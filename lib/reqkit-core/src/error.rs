//! Error types for reqkit.
//!
//! Errors raised after a response arrived ([`Error::Http`], [`Error::Rejected`]
//! and [`Error::Decode`]) carry that response, so status, headers and body
//! stay inspectable whichever stage failed.

use derive_more::{Display, Error, From};

use crate::Response;

/// Boxed error type accepted from user code.
pub type BoxError = Box<dyn std::error::Error + Send + Sync + 'static>;

// ============================================================================
// HTTP Error
// ============================================================================

/// A response whose status fell outside the success range.
#[derive(Debug, Clone, Display, Error)]
#[display("http status {status}")]
pub struct HttpError {
    status: u16,
    #[error(not(source))]
    response: Response,
}

impl HttpError {
    /// Create an HTTP error from the offending response.
    #[must_use]
    pub fn new(response: Response) -> Self {
        Self {
            status: response.status(),
            response,
        }
    }

    /// The status code, duplicated from the response for quick matching.
    #[must_use]
    pub const fn status(&self) -> u16 {
        self.status
    }

    /// The full response, with a readable body.
    #[must_use]
    pub const fn response(&self) -> &Response {
        &self.response
    }

    /// Consume into the response.
    #[must_use]
    pub fn into_response(self) -> Response {
        self.response
    }
}

// ============================================================================
// Error Type
// ============================================================================

/// Main error type for reqkit operations.
#[derive(Debug, Display, Error, From)]
pub enum Error {
    /// Status outside the success range, as flagged by the default error checker.
    #[display("{_0}")]
    #[from]
    Http(HttpError),

    /// A custom error checker refused the response.
    #[display("response rejected (status {}): {source}", response.status())]
    #[from(skip)]
    Rejected {
        /// The rejected response.
        #[error(not(source))]
        response: Box<Response>,
        /// What the checker reported.
        source: Box<Error>,
    },

    /// The body could not be decoded into the requested output.
    #[display("failed decoding response body: {source}")]
    #[from(skip)]
    Decode {
        /// The response whose body failed to decode.
        #[error(not(source))]
        response: Box<Response>,
        /// The decoder's error.
        source: Box<Error>,
    },

    /// Network/connection errors.
    #[display("connection error: {_0}")]
    #[from(skip)]
    Connection(#[error(not(source))] String),

    /// TLS/SSL errors.
    #[display("TLS error: {_0}")]
    #[from(skip)]
    Tls(#[error(not(source))] String),

    /// Request timeout.
    #[display("request timeout")]
    #[from(skip)]
    Timeout,

    /// Invalid request configuration.
    #[display("invalid request: {_0}")]
    #[from(skip)]
    InvalidRequest(#[error(not(source))] String),

    /// URL parsing error.
    #[display("invalid URL: {_0}")]
    #[from]
    InvalidUrl(url::ParseError),

    /// JSON serialization error.
    #[display("JSON serialization error: {_0}")]
    #[from]
    JsonSerialization(serde_json::Error),

    /// JSON deserialization error with path context.
    #[display("JSON deserialization error at '{path}': {message}")]
    #[from(skip)]
    JsonDeserialization {
        /// JSON path to the error (e.g., "user.address.city").
        path: String,
        /// Error message.
        message: String,
    },

    /// Form URL-encoded serialization error.
    #[display("form serialization error: {_0}")]
    #[from]
    FormSerialization(serde_html_form::ser::Error),

    /// Form URL-encoded deserialization error.
    #[display("form deserialization error: {_0}")]
    #[from(skip)]
    FormDeserialization(#[error(not(source))] String),

    /// Any other error raised by user-supplied hooks.
    #[display("{_0}")]
    #[from(skip)]
    Custom(#[error(not(source))] BoxError),
}

/// Result type alias using [`crate::Error`].
pub type Result<T> = std::result::Result<T, Error>;

impl Error {
    /// The connection could not be established or broke mid-exchange.
    #[must_use]
    pub fn connection(message: impl Into<String>) -> Self {
        Self::Connection(message.into())
    }

    /// The TLS handshake or certificate validation failed.
    #[must_use]
    pub fn tls(message: impl Into<String>) -> Self {
        Self::Tls(message.into())
    }

    /// The request could not be built; nothing was sent.
    #[must_use]
    pub fn invalid_request(message: impl Into<String>) -> Self {
        Self::InvalidRequest(message.into())
    }

    /// A JSON payload did not match the target type at `path`.
    #[must_use]
    pub fn json_deserialization(path: impl Into<String>, message: impl Into<String>) -> Self {
        Self::JsonDeserialization {
            path: path.into(),
            message: message.into(),
        }
    }

    /// Wrap an arbitrary error, typically from a custom error checker.
    pub fn custom(error: impl Into<BoxError>) -> Self {
        Self::Custom(error.into())
    }

    /// Attach `response` to an error reported by an error checker.
    ///
    /// Errors that already carry a response are returned unchanged.
    #[must_use]
    pub fn rejected(self, response: Response) -> Self {
        match self {
            Self::Http(_) | Self::Rejected { .. } => self,
            other => Self::Rejected {
                response: Box::new(response),
                source: Box::new(other),
            },
        }
    }

    /// Wrap a decoder failure together with the response it was decoding.
    #[must_use]
    pub fn decode(response: Response, source: Self) -> Self {
        Self::Decode {
            response: Box::new(response),
            source: Box::new(source),
        }
    }

    /// The response attached to this error, if one was received.
    #[must_use]
    pub fn response(&self) -> Option<&Response> {
        match self {
            Self::Http(err) => Some(err.response()),
            Self::Rejected { response, .. } | Self::Decode { response, .. } => Some(response),
            _ => None,
        }
    }

    /// Consume into the attached response, if any.
    #[must_use]
    pub fn into_response(self) -> Option<Response> {
        match self {
            Self::Http(err) => Some(err.into_response()),
            Self::Rejected { response, .. } | Self::Decode { response, .. } => Some(*response),
            _ => None,
        }
    }

    /// Status of the attached response.
    #[must_use]
    pub fn status(&self) -> Option<u16> {
        match self {
            Self::Http(err) => Some(err.status()),
            _ => self.response().map(Response::status),
        }
    }

    /// Body of the attached response.
    #[must_use]
    pub fn body(&self) -> Option<&bytes::Bytes> {
        self.response().map(Response::body)
    }

    /// A status error from the default checker.
    #[must_use]
    pub const fn is_http(&self) -> bool {
        matches!(self, Self::Http(_))
    }

    /// The response arrived but its body failed to decode.
    #[must_use]
    pub const fn is_decode(&self) -> bool {
        matches!(self, Self::Decode { .. })
    }

    /// The transport gave up waiting for the response.
    #[must_use]
    pub const fn is_timeout(&self) -> bool {
        matches!(self, Self::Timeout)
    }

    /// No response was received because the connection failed.
    #[must_use]
    pub const fn is_connection(&self) -> bool {
        matches!(self, Self::Connection(_))
    }

    /// The attached response has a 4xx status.
    #[must_use]
    pub fn is_client_error(&self) -> bool {
        matches!(self.status(), Some(400..=499))
    }

    /// The attached response has a 5xx status.
    #[must_use]
    pub fn is_server_error(&self) -> bool {
        matches!(self.status(), Some(500..=599))
    }

    /// The attached response is `404 Not Found`.
    #[must_use]
    pub fn is_not_found(&self) -> bool {
        self.status() == Some(404)
    }

    /// Decode the attached body as JSON, typically an API error payload.
    ///
    /// `None` when no response was received.
    ///
    /// # Example
    ///
    /// ```ignore
    /// #[derive(Deserialize)]
    /// struct Problem {
    ///     title: String,
    /// }
    ///
    /// if let Err(err) = client.delete("/orders/42", None, None).await {
    ///     match err.decode_body::<Problem>() {
    ///         Some(Ok(problem)) => tracing::warn!(title = problem.title, "order not deleted"),
    ///         _ => return Err(err),
    ///     }
    /// }
    /// ```
    pub fn decode_body<T: serde::de::DeserializeOwned>(&self) -> Option<Result<T>> {
        self.body().map(|body| crate::from_json(body))
    }
}
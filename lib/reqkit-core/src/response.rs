//! HTTP response envelope.
//!
//! A [`Response`] owns its fully buffered body. Every accessor hands out a
//! view over the same buffer, so the error checker, the decoder and the caller
//! can each read the complete payload.
//!
//! # Example
//!
//! ```ignore
//! let response = client.get("/health", None, &[]).await?;
//! let health: Health = response.json()?;
//! ```

use std::io::Read;

use bytes::{Buf, Bytes};

use crate::request::{Headers, find_header};

/// A received response: status, headers and the buffered body.
#[derive(Debug, Clone)]
pub struct Response<B = Bytes> {
    status: u16,
    headers: Headers,
    body: B,
}

impl<B> Response<B> {
    /// Assemble a response, typically from a transport.
    #[must_use]
    pub fn new(status: u16, headers: Headers, body: B) -> Self {
        Self {
            status,
            headers,
            body,
        }
    }

    /// HTTP status code.
    #[must_use]
    pub const fn status(&self) -> u16 {
        self.status
    }

    /// Response headers.
    #[must_use]
    pub fn headers(&self) -> &Headers {
        &self.headers
    }

    /// Single header value by name, ignoring ASCII case.
    #[must_use]
    pub fn header(&self, name: &str) -> Option<&str> {
        find_header(&self.headers, name)
    }

    /// Response body.
    #[must_use]
    pub const fn body(&self) -> &B {
        &self.body
    }

    /// Take the body.
    #[must_use]
    pub fn into_body(self) -> B {
        self.body
    }

    /// Split into status, headers and body.
    #[must_use]
    pub fn into_parts(self) -> (u16, Headers, B) {
        (self.status, self.headers, self.body)
    }

    /// Status is 2xx.
    #[must_use]
    pub const fn is_success(&self) -> bool {
        matches!(self.status, 200..=299)
    }

    /// Status is 3xx.
    #[must_use]
    pub const fn is_redirection(&self) -> bool {
        matches!(self.status, 300..=399)
    }

    /// Status is 4xx.
    #[must_use]
    pub const fn is_client_error(&self) -> bool {
        matches!(self.status, 400..=499)
    }

    /// Status is 5xx.
    #[must_use]
    pub const fn is_server_error(&self) -> bool {
        matches!(self.status, 500..=599)
    }
}

impl Response<Bytes> {
    /// A fresh reader over the buffered body, starting at the first byte.
    ///
    /// Readers are independent: draining one leaves the response and any
    /// other reader untouched.
    #[must_use]
    pub fn reader(&self) -> impl Read + Send + 'static {
        self.body.clone().reader()
    }

    /// A cheap handle on the buffered body.
    #[must_use]
    pub fn bytes(&self) -> Bytes {
        self.body.clone()
    }

    /// Decode the body as JSON, independently of the client's decoder.
    pub fn json<T: serde::de::DeserializeOwned>(&self) -> crate::Result<T> {
        crate::from_json(&self.body)
    }

    /// The body as UTF-8 text.
    pub fn text(&self) -> Result<String, std::string::FromUtf8Error> {
        String::from_utf8(self.body.to_vec())
    }
}
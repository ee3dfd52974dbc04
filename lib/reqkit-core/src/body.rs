//! Encoding and decoding of message bodies.
//!
//! Request bodies travel as [`Bytes`]; these helpers produce them from serde
//! values and read response payloads back.

use bytes::Bytes;

use crate::{Error, Result};

/// Common MIME types for the `Content-Type` header.
///
/// Converts into `String`, so it can be passed wherever a content type is
/// configured.
#[derive(Debug, Clone, Copy, PartialEq, Eq, Hash)]
pub enum ContentType {
    /// `application/json`
    Json,
    /// `application/x-www-form-urlencoded`
    FormUrlEncoded,
    /// `text/plain`
    PlainText,
    /// `application/octet-stream`
    OctetStream,
}

impl ContentType {
    /// The MIME type.
    #[must_use]
    pub const fn as_str(&self) -> &'static str {
        match self {
            Self::Json => "application/json",
            Self::FormUrlEncoded => "application/x-www-form-urlencoded",
            Self::PlainText => "text/plain",
            Self::OctetStream => "application/octet-stream",
        }
    }
}

impl std::fmt::Display for ContentType {
    fn fmt(&self, f: &mut std::fmt::Formatter<'_>) -> std::fmt::Result {
        f.write_str(self.as_str())
    }
}

impl From<ContentType> for String {
    fn from(content_type: ContentType) -> Self {
        content_type.as_str().to_string()
    }
}

/// Encode `value` as a JSON request body.
///
/// # Example
///
/// ```
/// use reqkit_core::to_json;
///
/// let body = to_json(&serde_json::json!({"sku": "A-17"})).expect("json");
/// assert_eq!(&body[..], br#"{"sku":"A-17"}"#);
/// ```
pub fn to_json<T: serde::Serialize>(value: &T) -> Result<Bytes> {
    Ok(Bytes::from(serde_json::to_vec(value)?))
}

/// Encode `value` as an urlencoded request body.
///
/// Sequences become repeated keys (`scope=read&scope=write`).
pub fn to_form<T: serde::Serialize>(value: &T) -> Result<Bytes> {
    Ok(Bytes::from(serde_html_form::to_string(value)?))
}

/// Decode a JSON payload.
///
/// On failure the error names the offending field path, e.g. `items[2].price`.
pub fn from_json<T: serde::de::DeserializeOwned>(bytes: &[u8]) -> Result<T> {
    let mut deserializer = serde_json::Deserializer::from_slice(bytes);
    serde_path_to_error::deserialize(&mut deserializer).map_err(|err| {
        Error::json_deserialization(err.path().to_string(), err.inner().to_string())
    })
}

/// Decode an urlencoded payload.
pub fn from_form<T: serde::de::DeserializeOwned>(bytes: &[u8]) -> Result<T> {
    serde_html_form::from_bytes(bytes).map_err(|err| Error::FormDeserialization(err.to_string()))
}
● ● ● ● ● ● ●
WHAT TO DO = A single number is asked for: how many lines in the entries above hold the string "raised".

REPLY = 2